Acabei de ler um paper muito legal sobre code smells em código de testes [1]. Resumindo aqui os resultados:

  1. Maus cheiros em testes não são percebidos pelos desenvolvedores como problemas reais de código. Ou seja, desenvolvedores não costumam enxergá-los como problemas.
  2. Na maioria dos casos, as classes de teste são afetadas pelos smells desde o momento da sua criação. Ou seja, a maioria dos testes mal escritos foram mal escritos desde o começo.
  3. Os maus cheiros tem uma taxa de sobrevivência altíssima. Ou seja, o mau cheiro fica lá no código por muito tempo, até alguém decidir refatorá-lo.
  4. Existe uma relação entre maus cheiros no código de teste e maus cheiros no código de produção. Ou seja, código de produção ruim faz com que desenvolvedores escrevam testes problemáticos também.

Você quer ler mais sobre possíveis maus cheiros em código de teste?
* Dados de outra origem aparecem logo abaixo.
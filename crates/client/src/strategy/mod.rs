//! Caching policy: which strategy serves which kind of request.
//!
//! Policy lives here and is a pure function of the request kind and the
//! worker configuration; the mechanism that executes a strategy against the
//! store and the network is in [`apply`].

pub mod apply;

pub use apply::{ResponseSource, Served, apply};

use url::Url;

use crate::classify::ResourceKind;
use crate::config::WorkerConfig;

/// Which entries a network-first strategy writes back.
#[derive(Debug, Clone, PartialEq, Eq)]
pub enum StorePolicy {
    /// Every 200 response.
    Always,
    /// Only 200 responses from this origin.
    SameOrigin(Url),
}

/// Where a network-first strategy looks when the network fails.
#[derive(Debug, Clone, Copy, PartialEq, Eq)]
pub enum Lookup {
    /// The strategy's own partition.
    Partition,
    /// Every partition, oldest first.
    AnyPartition,
}

/// What to serve when neither network nor cache produced a response.
#[derive(Debug, Clone, PartialEq, Eq)]
pub enum Fallback {
    /// A designated entry in the strategy's partition, else 404.
    CachedAsset(Url),
    NotFound,
    EmptyJson,
    OfflinePage,
    ServiceUnavailable,
}

#[derive(Debug, Clone, PartialEq, Eq)]
pub enum CachingStrategy {
    /// Serve from `partition` when present without touching the network;
    /// otherwise fetch and store 200 responses.
    CacheFirst { partition: String, fallback: Fallback },
    /// Always try the network, store 200 responses per `store`, and fall
    /// back to the cache only on transport failure.
    NetworkFirst { partition: String, store: StorePolicy, lookup: Lookup, fallback: Fallback },
}

impl CachingStrategy {
    pub fn partition(&self) -> &str {
        match self {
            CachingStrategy::CacheFirst { partition, .. } | CachingStrategy::NetworkFirst { partition, .. } => {
                partition
            }
        }
    }
}

/// Pick the strategy for a request kind.
pub fn strategy(kind: ResourceKind, config: &WorkerConfig) -> CachingStrategy {
    let names = &config.names;
    match kind {
        ResourceKind::Image => CachingStrategy::CacheFirst {
            partition: names.image_cache.clone(),
            fallback: config
                .fallback_image
                .clone()
                .map_or(Fallback::NotFound, Fallback::CachedAsset),
        },
        ResourceKind::MapsApi => CachingStrategy::NetworkFirst {
            partition: names.maps_cache.clone(),
            store: StorePolicy::Always,
            lookup: Lookup::Partition,
            fallback: Fallback::EmptyJson,
        },
        ResourceKind::StaticAsset => {
            CachingStrategy::CacheFirst { partition: names.static_cache.clone(), fallback: Fallback::NotFound }
        }
        ResourceKind::Navigation => CachingStrategy::NetworkFirst {
            partition: names.static_cache.clone(),
            store: StorePolicy::Always,
            lookup: Lookup::Partition,
            fallback: Fallback::OfflinePage,
        },
        ResourceKind::Other => CachingStrategy::NetworkFirst {
            partition: names.static_cache.clone(),
            store: StorePolicy::SameOrigin(config.origin.clone()),
            lookup: Lookup::AnyPartition,
            fallback: Fallback::ServiceUnavailable,
        },
    }
}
Então veja o excelente paper do Arie van Deursen et al. [2], onde eles listam diversos maus cheiros que podem acontecer nesse tipo de classe.
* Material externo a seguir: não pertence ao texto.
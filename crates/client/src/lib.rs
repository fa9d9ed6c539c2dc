//! Offline caching interceptor for Monastery360.
//!
//! Requests from controlled pages are classified, routed to a caching
//! strategy, and answered from the partition store, the network, or a
//! synthesized offline response.

pub mod classify;
pub mod config;
pub mod fetch;
pub mod offline;
pub mod strategy;
pub mod worker;

#[cfg(any(test, feature = "testing"))]
pub mod testing;

pub use classify::{ClassifyRules, ResourceKind, classify};
pub use config::WorkerConfig;
pub use fetch::{FetchClient, FetchConfig, Network, NetworkError};
pub use strategy::{CachingStrategy, ResponseSource, Served, apply, strategy};
pub use worker::registration::RegisterReport;
pub use worker::{ActivateReport, FetchOutcome, InstallReport, OfflineWorker, Registration, WorkerState};
//! MCP tool implementations.
//!
//! This module contains all tools exposed by the m360-offline server.

pub mod background_sync;
pub mod cache;
pub mod offline_fetch;
pub mod worker_status;

#[cfg(test)]
pub(crate) mod testing;

use m360_core::Error;
use rmcp::{
    ErrorData as McpError,
    model::{CallToolResult, Content},
};
use serde::Serialize;

/// Serialize a tool output as pretty JSON text content.
pub(crate) fn json_result<T: Serialize>(output: &T) -> Result<CallToolResult, McpError> {
    let json = serde_json::to_string_pretty(output)
        .map_err(|e| Error::InvalidInput(format!("Failed to serialize output: {e}")))?;
    Ok(CallToolResult::success(vec![Content::text(json)]))
}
[1] Tufano, M., Palomba, F., Bavota, G., Di Penta, M., Oliveto, R., De Lucia, A., Poshyvanyk, D.Towards Automated Tools for Detecting Test Smells: An Empirical Investigation into the Nature of Test Smells. In 31st Automated Software Engineering, 2016. Link aberto pro paper.

[2] A. van Deursen, L. Moonen, A. Bergh, and G. Kok. Refactoring test code. In Proceedings of the 2nd International Conference on Extreme Programming and Flexible Processes in Software Engineering (XP), pages 92–95, 2001. Link aberto pro paper.